# Today's House Demo Finds.



## hemihampton

Today I finally made a good find this year after being in a Slump, some of you might remember last year & year before that made lots of finds after houses were demoed. Earlier in the year made 1 good find & now this Today. I noticed a few Months ago they had 3 old abandoned houses in a row Marked for Demo or Demolition. I drive by these 3 houses every other day for past 3 or 4 maybe 5 months & nothing. Now today I haven't been by these 3 houses in about 2 weeks. And then suddenly today I see all 3 houses tore down, all the debris hauled away & only 3 big holes left where crawlspace was & trenches dug around outer edge of where the 3 garages were. this is a good sign & typical. This is where you most likely find the Bottles, first garage hole produces one bottle, don't even remember what is was. 2nd Garage hole is a Jackpot I see bottles sitting every where on top of dirt & poking out of dirt. With the Bulldozers or Backhoe Digging these up for me easy Pickings, Like taking Candy from a Baby.

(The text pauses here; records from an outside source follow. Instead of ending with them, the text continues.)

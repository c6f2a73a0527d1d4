//! Module for tracking the operational state of the crawler.
//!
//! `CrawlerState` holds the atomic counters the engine uses to decide when a
//! crawl has become idle:
//! - requests submitted to the downloader stage and not yet fully dispatched,
//! - scraped items still travelling through the item sinks,
//! - whether the start request sequence has been exhausted.

use std::sync::atomic::{AtomicBool, AtomicUsize, Ordering};
use std::sync::Arc;

/// Represents the shared state of the crawler's tasks.
#[derive(Debug, Default)]
pub struct CrawlerState {
    /// Requests queued or in flight through download and dispatch.
    pub pending_requests: AtomicUsize,
    /// Items currently being processed by the item sinks.
    pub processing_items: AtomicUsize,
    /// Set once the start sequence has been fully pulled.
    pub start_exhausted: AtomicBool,
    /// Set when a failure must stop the whole crawl.
    pub aborted: AtomicBool,
}

impl CrawlerState {
    /// Creates a new, atomically reference-counted `CrawlerState`.
    pub fn new() -> Arc<Self> {
        Arc::new(Self::default())
    }

    /// Checks if all crawler activities are idle.
    pub fn is_idle(&self) -> bool {
        self.start_exhausted.load(Ordering::SeqCst)
            && self.pending_requests.load(Ordering::SeqCst) == 0
            && self.processing_items.load(Ordering::SeqCst) == 0
    }

    pub fn is_aborted(&self) -> bool {
        self.aborted.load(Ordering::SeqCst)
    }
}
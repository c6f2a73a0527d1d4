//! Contains the item processor functionality for the crawler.
//! This module hands scraped items to the configured item sinks concurrently.

use crate::output::Item;
use crate::sink::ItemSink;
use crate::state::CrawlerState;
use crate::stats::{counters, StatsSink};
use kanal::AsyncReceiver;
use log::{debug, error, trace, warn};
use std::sync::atomic::Ordering;
use std::sync::Arc;
use tokio::sync::Semaphore;
use tokio::task::JoinSet;

pub(crate) fn spawn_item_processor_task(
    state: Arc<CrawlerState>,
    item_rx: AsyncReceiver<Item>,
    sinks: Arc<Vec<Box<dyn ItemSink>>>,
    max_concurrent_pipelines: usize,
    stats: Arc<dyn StatsSink>,
) -> tokio::task::JoinHandle<()> {
    let mut tasks = JoinSet::new();
    let semaphore = Arc::new(Semaphore::new(max_concurrent_pipelines));

    trace!(
        "Starting item processor with max_concurrent_pipelines: {}",
        max_concurrent_pipelines
    );
    tokio::spawn(async move {
        while let Ok(item) = item_rx.recv().await {
            trace!("Received item for processing");
            let permit = match semaphore.clone().acquire_owned().await {
                Ok(p) => p,
                Err(_) => {
                    warn!("Semaphore closed, shutting down item processor.");
                    break;
                }
            };

            let state_clone = Arc::clone(&state);
            let sinks_clone = Arc::clone(&sinks);
            let stats_clone = Arc::clone(&stats);

            tasks.spawn(async move {
                if run_sinks(item, &sinks_clone).await {
                    stats_clone.increment(counters::ITEMS_PROCESSED, 1);
                } else {
                    stats_clone.increment(counters::ITEMS_DROPPED, 1);
                }
                state_clone.processing_items.fetch_sub(1, Ordering::SeqCst);
                drop(permit);
            });

            while let Some(res) = tasks.try_join_next() {
                if let Err(e) = res {
                    error!("An item processing task failed: {:?}", e);
                }
            }
        }

        trace!("Waiting for active item processing tasks to complete");
        while let Some(res) = tasks.join_next().await {
            if let Err(e) = res {
                error!("An item processing task failed: {:?}", e);
            }
        }
        trace!("Item processor finished");
    })
}

// true when the item made it through every sink
async fn run_sinks(item: Item, sinks: &[Box<dyn ItemSink>]) -> bool {
    let mut current = item;
    for (idx, sink) in sinks.iter().enumerate() {
        trace!(
            "Processing item through sink '{}' ({} of {})",
            sink.name(),
            idx + 1,
            sinks.len()
        );
        match sink.process_item(current).await {
            Ok(Some(next)) => current = next,
            Ok(None) => {
                debug!("Sink '{}' dropped item", sink.name());
                return false;
            }
            Err(e) => {
                error!("Sink '{}' error: {}", sink.name(), e);
                return false;
            }
        }
    }
    true
}

#[cfg(test)]
mod tests {
    use super::*;
    use crate::error::SpiderError;
    use crate::stats::StatCollector;
    use async_trait::async_trait;
    use serde_json::json;
    use std::sync::Mutex;

    struct DropOdd;

    #[async_trait]
    impl ItemSink for DropOdd {
        fn name(&self) -> &str {
            "drop-odd"
        }

        async fn process_item(&self, item: Item) -> Result<Option<Item>, SpiderError> {
            match item["n"].as_i64() {
                Some(n) if n % 2 == 1 => Ok(None),
                Some(_) => Ok(Some(item)),
                None => Err(SpiderError::GeneralError("item without n".into())),
            }
        }
    }

    #[derive(Default)]
    struct Collect(Arc<Mutex<Vec<Item>>>);

    #[async_trait]
    impl ItemSink for Collect {
        fn name(&self) -> &str {
            "collect"
        }

        async fn process_item(&self, item: Item) -> Result<Option<Item>, SpiderError> {
            self.0.lock().unwrap().push(item.clone());
            Ok(Some(item))
        }
    }

    #[tokio::test]
    async fn items_flow_through_sinks_in_order() {
        let collected = Arc::new(Mutex::new(Vec::new()));
        let sinks: Vec<Box<dyn ItemSink>> =
            vec![Box::new(DropOdd), Box::new(Collect(collected.clone()))];
        let state = CrawlerState::new();
        let stats = Arc::new(StatCollector::new());
        let (item_tx, item_rx) = kanal::unbounded_async();

        let handle =
            spawn_item_processor_task(state.clone(), item_rx, Arc::new(sinks), 2, stats.clone());
        for item in [json!({"n": 1}), json!({"n": 2}), json!({"x": 0}), json!({"n": 4})] {
            state.processing_items.fetch_add(1, Ordering::SeqCst);
            item_tx.send(item).await.unwrap();
        }
        drop(item_tx);
        handle.await.unwrap();

        let mut seen: Vec<i64> = collected
            .lock()
            .unwrap()
            .iter()
            .filter_map(|i| i["n"].as_i64())
            .collect();
        seen.sort();
        assert_eq!(seen, vec![2, 4]);
        assert_eq!(stats.get_value(counters::ITEMS_PROCESSED), Some(2));
        assert_eq!(stats.get_value(counters::ITEMS_DROPPED), Some(2));
        assert_eq!(state.processing_items.load(Ordering::SeqCst), 0);
    }
}
//! # Crawler Module
//!
//! Implements the engine that moves requests and responses through the
//! middleware chains and the spider's callbacks.
//!
//! ## Overview
//!
//! The crawler module provides the main `Crawler` struct and the two stages
//! every request passes through:
//!
//! - **DownloaderStage**: downloader middleware pre hooks, the fetch
//!   collaborator, then the post hooks in reverse
//! - **SpiderStage**: spider middleware input hooks, callback binding and
//!   dispatch, then the output hooks over the lazy callback output
//! - **MiddlewareChain**: the priority-ordered chain both stages run their
//!   hooks through
//!
//! ## Architecture
//!
//! The crawler uses an asynchronous, task-based model where different operations
//! run concurrently in separate Tokio tasks. Communication between components
//! happens through async channels. A request is handled start to finish
//! (download, dispatch, delivery of its outputs) by a single task, so the
//! stages for one request never overlap.
//!
//! ## Internal Components
//!
//! These are implementation details and are not typically used directly:
//! - `spawn_downloader_task`: receives queued requests and runs each on its own task
//! - `spawn_item_processor_task`: hands scraped items to the item sinks
//! - `spawn_periodic_log_task`: logs counters at a fixed interval

mod core;
mod item_processor;
mod middleware_manager;
mod periodic_log;
mod request_handler;
mod response_parser;

pub use core::Crawler;
pub use middleware_manager::{
    Direction, Hook, MiddlewareChain, ProcessException, ProcessRequest, ProcessResponse,
    ProcessSpiderInput,
};
pub use periodic_log::{NameFilter, PeriodicLogConfig};
pub use request_handler::{DownloadOutcome, DownloaderStage, RequestQueue};
pub use response_parser::SpiderStage;
//! # Spider Module
//!
//! Defines the `Spider` trait and the callback registry it exposes.
//!
//! ## Overview
//!
//! A spider supplies the lazy sequence of start requests and a set of named
//! callbacks. Each callback is registered together with its [`Signature`],
//! so binding a request's `cb_kwargs` is a pure lookup at dispatch time.
//! A callback receives the spider, the response and the bound arguments and
//! returns a lazy [`OutputStream`] of requests and items.
//!
//! ## Example
//!
//! ```rust,ignore
//! struct KwargsSpider;
//!
//! impl KwargsSpider {
//!     fn parse_first(self: Arc<Self>, response: Response, args: BoundArgs) -> OutputStream<'static> {
//!         let key: String = match args.get_as("key") {
//!             Ok(k) => k,
//!             Err(e) => return output::failed(e),
//!         };
//!         output::once(serde_json::json!({ "key": key, "url": response.url.as_str() }))
//!     }
//! }
//!
//! impl Spider for KwargsSpider {
//!     fn name(&self) -> &str { "kwargs" }
//!
//!     fn start_requests(&self) -> RequestStream<'static> {
//!         output::requests(vec![Request::get("http://localhost/first").unwrap()
//!             .with_callback("parse_first")
//!             .with_cb_kwargs(CbKwargs::new().with("key", "value"))])
//!     }
//!
//!     fn callbacks(&self) -> Callbacks<Self> {
//!         Callbacks::new().register(
//!             Signature::new("parse_first").required("key"),
//!             Self::parse_first,
//!         )
//!     }
//! }
//! ```

use crate::binding::Signature;
use crate::binding::BoundArgs;
use crate::output::{OutputStream, RequestStream};
use crate::response::Response;
use std::collections::HashMap;
use std::sync::Arc;

/// The function type behind a registered callback.
pub type Handler<S> =
    Arc<dyn Fn(Arc<S>, Response, BoundArgs) -> OutputStream<'static> + Send + Sync>;

/// A callback together with its declared parameters.
pub struct Callback<S> {
    pub signature: Signature,
    pub handler: Handler<S>,
}

impl<S> Clone for Callback<S> {
    fn clone(&self) -> Self {
        Callback {
            signature: self.signature.clone(),
            handler: Arc::clone(&self.handler),
        }
    }
}

/// The callbacks a spider exposes, keyed by signature name.
pub struct Callbacks<S> {
    by_name: HashMap<String, Callback<S>>,
}

impl<S> Default for Callbacks<S> {
    fn default() -> Self {
        Callbacks {
            by_name: HashMap::new(),
        }
    }
}

impl<S> Callbacks<S> {
    pub fn new() -> Self {
        Self::default()
    }

    /// Registers `handler` under the signature's name, replacing any
    /// callback already registered with that name.
    pub fn register<F>(mut self, signature: Signature, handler: F) -> Self
    where
        F: Fn(Arc<S>, Response, BoundArgs) -> OutputStream<'static> + Send + Sync + 'static,
    {
        self.by_name.insert(
            signature.name().to_string(),
            Callback {
                signature,
                handler: Arc::new(handler),
            },
        );
        self
    }

    pub fn get(&self, name: &str) -> Option<&Callback<S>> {
        self.by_name.get(name)
    }

    pub fn len(&self) -> usize {
        self.by_name.len()
    }

    pub fn is_empty(&self) -> bool {
        self.by_name.is_empty()
    }
}

/// Defines the contract for a spider.
pub trait Spider: Send + Sync + Sized + 'static {
    fn name(&self) -> &str;

    /// The start requests, produced lazily.
    fn start_requests(&self) -> RequestStream<'static>;

    /// The callbacks requests may name. Called once when the crawler is built.
    fn callbacks(&self) -> Callbacks<Self>;
}
//! The fetch collaborator.
//!
//! The pipeline never talks to the network itself. A `Downloader` turns a
//! request into a response; on failure it hands the request back inside the
//! `TransportError` so the downloader middlewares get a chance to recover.

use crate::error::TransportError;
use crate::request::Request;
use crate::response::Response;
use async_trait::async_trait;

#[async_trait]
pub trait Downloader: Send + Sync + 'static {
    async fn download(&self, request: Request) -> Result<Response, TransportError>;
}
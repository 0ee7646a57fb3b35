//! Backend capability introspection.
//!
//! [`Capabilities`] describe what a backend can do: qubit count, supported
//! gates, shot limits and feature flags such as `"statevector"`.

use serde::{Deserialize, Serialize};

/// Capabilities of a backend.
#[derive(Debug, Clone, Serialize, Deserialize)]
pub struct Capabilities {
    /// Name of the backend.
    pub name: String,
    /// Number of qubits available.
    pub num_qubits: u32,
    /// Supported gate set.
    pub gate_set: GateSet,
    /// Maximum number of shots per job.
    pub max_shots: u32,
    /// Whether this is a simulator.
    pub is_simulator: bool,
    /// Additional capability flags, e.g. `"statevector"`, `"measurement"`.
    #[serde(default, skip_serializing_if = "Vec::is_empty")]
    pub features: Vec<String>,
}

impl Capabilities {
    /// Create capabilities for a statevector simulator.
    pub fn simulator(num_qubits: u32) -> Self {
        Self {
            name: "simulator".into(),
            num_qubits,
            gate_set: GateSet::universal(),
            max_shots: 100_000,
            is_simulator: true,
            features: vec!["statevector".into(), "measurement".into()],
        }
    }

    /// Check whether a feature flag is present.
    pub fn supports(&self, feature: &str) -> bool {
        self.features.iter().any(|f| f == feature)
    }
}

/// Gate set supported by a backend.
///
/// Gate names follow the lowercase IR naming: `h`, `cx`, `rz`, etc.
#[derive(Debug, Clone, Serialize, Deserialize)]
pub struct GateSet {
    /// Single-qubit gates supported.
    pub single_qubit: Vec<String>,
    /// Two-qubit gates supported.
    pub two_qubit: Vec<String>,
    /// Three-qubit gates supported.
    #[serde(default, skip_serializing_if = "Vec::is_empty")]
    pub three_qubit: Vec<String>,
}

impl GateSet {
    /// Every gate the IR defines.
    pub fn universal() -> Self {
        Self {
            single_qubit: ["id", "x", "y", "z", "h", "s", "sdg", "t", "tdg", "sx", "rx", "ry", "rz", "p"]
                .map(String::from)
                .to_vec(),
            two_qubit: ["cx", "cy", "cz", "ch", "cp", "swap"]
                .map(String::from)
                .to_vec(),
            three_qubit: vec!["ccx".into()],
        }
    }

    /// Check if a gate is supported.
    pub fn contains(&self, gate: &str) -> bool {
        self.single_qubit.iter().any(|g| g == gate)
            || self.two_qubit.iter().any(|g| g == gate)
            || self.three_qubit.iter().any(|g| g == gate)
    }

    /// All supported gate names, single-qubit first.
    pub fn all(&self) -> impl Iterator<Item = &str> {
        self.single_qubit
            .iter()
            .chain(&self.two_qubit)
            .chain(&self.three_qubit)
            .map(String::as_str)
    }
}
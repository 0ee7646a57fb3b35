//! Experiment literals and their YAML override.

use std::path::Path;

use serde::{Deserialize, Serialize};

use crate::error::{BitsError, BitsResult};

/// Half-open character range with Python slice semantics.
///
/// Negative bounds count from the end; out-of-range bounds are clamped.
#[derive(Debug, Clone, Copy, PartialEq, Eq, Serialize, Deserialize)]
pub struct SliceRange {
    #[serde(default)]
    pub start: Option<isize>,
    #[serde(default)]
    pub end: Option<isize>,
}

impl SliceRange {
    pub fn new(start: isize, end: isize) -> Self {
        Self {
            start: Some(start),
            end: Some(end),
        }
    }

    /// Resolve against a sequence of `len` items to concrete `start..end`.
    pub fn resolve(&self, len: usize) -> std::ops::Range<usize> {
        let clamp = |bound: isize| -> usize {
            let len_i = isize::try_from(len).unwrap_or(isize::MAX);
            let b = if bound < 0 { bound + len_i } else { bound };
            usize::try_from(b.clamp(0, len_i)).unwrap_or(0)
        };
        let start = self.start.map_or(0, clamp);
        let end = self.end.map_or(len, clamp);
        start..end.max(start)
    }
}

/// Literals driving [`BitSignExperiment`](crate::BitSignExperiment).
///
/// Every field has a default, so a YAML file only needs the keys it changes:
///
/// ```yaml
/// digits: "0110"
/// shape: [2, 2]
/// ```
#[derive(Debug, Clone, PartialEq, Serialize, Deserialize)]
#[serde(default, deny_unknown_fields)]
pub struct ExperimentConfig {
    /// Text that gets sliced.
    pub slice_text: String,
    /// Range taken from `slice_text`.
    pub slice: SliceRange,
    /// Scalar assigned and then never used.
    pub scalar: i64,
    /// Text split on whitespace.
    pub split_text: String,
    /// Digit string mapped to the sign array.
    pub digits: String,
    /// Shape of the discarded reshape.
    pub shape: (usize, usize),
}

impl Default for ExperimentConfig {
    fn default() -> Self {
        Self {
            slice_text: "0123".into(),
            slice: SliceRange::new(0, 2),
            scalar: 2,
            split_text: "1010".into(),
            digits: "1010".into(),
            shape: (1, 4),
        }
    }
}

impl ExperimentConfig {
    /// Parse YAML, keeping defaults for absent keys.
    pub fn from_yaml_str(yaml: &str) -> BitsResult<Self> {
        if yaml.trim().is_empty() {
            return Ok(Self::default());
        }
        Ok(serde_yaml_ng::from_str(yaml)?)
    }

    /// Read and parse a YAML file.
    pub fn load(path: &Path) -> BitsResult<Self> {
        let yaml = std::fs::read_to_string(path).map_err(|source| BitsError::Io {
            path: path.to_path_buf(),
            source,
        })?;
        Self::from_yaml_str(&yaml)
    }

    pub fn to_yaml(&self) -> BitsResult<String> {
        Ok(serde_yaml_ng::to_string(self)?)
    }
}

BUT, The whole time I'm really in a rush to get out of there because right behind these 3 houses at the Corner is a Liquor/Party Store, unfortunately this is the local hangout for every rough looking gang member looking people from the Neighborhood. This is in a bad part of Town in Detroit. The kind of area where none of my friends from the suburbs would ever venture to go. With all the loud yapping, screaming, partying going on I grabbed the bottles real quick & made a run for it. I'll have to come back maybe Sunday or on my Lunch Break Monday when the area might be more Quiet. Here's what I grabbed today. Some nice Blob Top Beers, ect, ect. LEON.


----------



## sandchip

Dang, those Detroits are some great looking beers!


----------



## hemihampton

Yes, They are. Best news is it's a new one I need for my Collection, I got 2 others but they are different, one is just like these with the Registered near bottom front but no Slugplate. The other has a slugplate but no Registered near bottom front.  LEON.


----------



## Robby Raccoon

I wish I could be so fortunate looking for bottles here. Would love to find some bottles from Attica, Imlay City, or Lapeer other than milks!


----------



## hemihampton

I'm sure Demo's in Flint would produce some finds Robby Roccoon.


----------



## CanadianBottles

Those are some nice blob tops!  Hoping you can find more next time you head back.


----------



## treeguyfred

Sweet finds Leon! Stay Safe bud!
~Fred


----------



## hemihampton

Went back Today. Much more Quiet on a early Sunday. Got 2 more Detroit Brewing Co. Blobs, but better yet 3 Hutch's this time. Well, not sure better yet, 2 of the 3 Hutchs are 2 & 3 of the top 3 most common Detroit Hutchs. Only Detroit Hutch more common would be the G. Norris. BUT, The best find is a Killer (in my opinion) Froelich & Rath Detroit Hutch. I've only seen 2 of these. the one I dug in other house Demo earlier this year or maybe it was late last year. But that one had the whole top 1/4 of bottle missing. I took it home anyways, all busted up & broke saying it will be a place holder until I can upgrade it. Well today was the day I upgraded it.


----------



## hemihampton

Some Bottle Pics.


----------



## hemihampton

More Bottle Pics.


----------



## hemihampton

Here's the Froelich Hutch, right at the back Property Line with the concrete Alley right above it only like 2-3 feet deep.


----------



## hemihampton

more.


----------



## hemihampton

more.


----------



## hemihampton

more.


----------



## hemihampton

I didn't even notice untill now, looking at my own pics that the 2 Detroit Brewing bottles are different. one has a slugplate & the other one does not. So far the bottles have been Blobs, to Tooled Crown Tops to ABM Crown Tops to Turn Mold with no Seems? Large Variety. LEON.


YUMMY, Blackroot Honey.


----------



## SMITTY4440

Cool finds. Probably some privys on those lots. Lately around here in Muskegon with any kind of demolition or construction the workers scarf up any bottles or relics that turn up.


----------



## Mjbottle

hemihampton said:


> More Bottle Pics.View attachment 210874View attachment 210875


Great job leon! Awsome finds...when you have a spot like this do you probe around to feel if there is glass or do you just kind of scratch around until you think you found a good spot to dig?


----------



## hemihampton

Mjbottle said:


> Great job leon! Awsome finds...when you have a spot like this do you probe around to feel if there is glass or do you just kind of scratch around until you think you found a good spot to dig?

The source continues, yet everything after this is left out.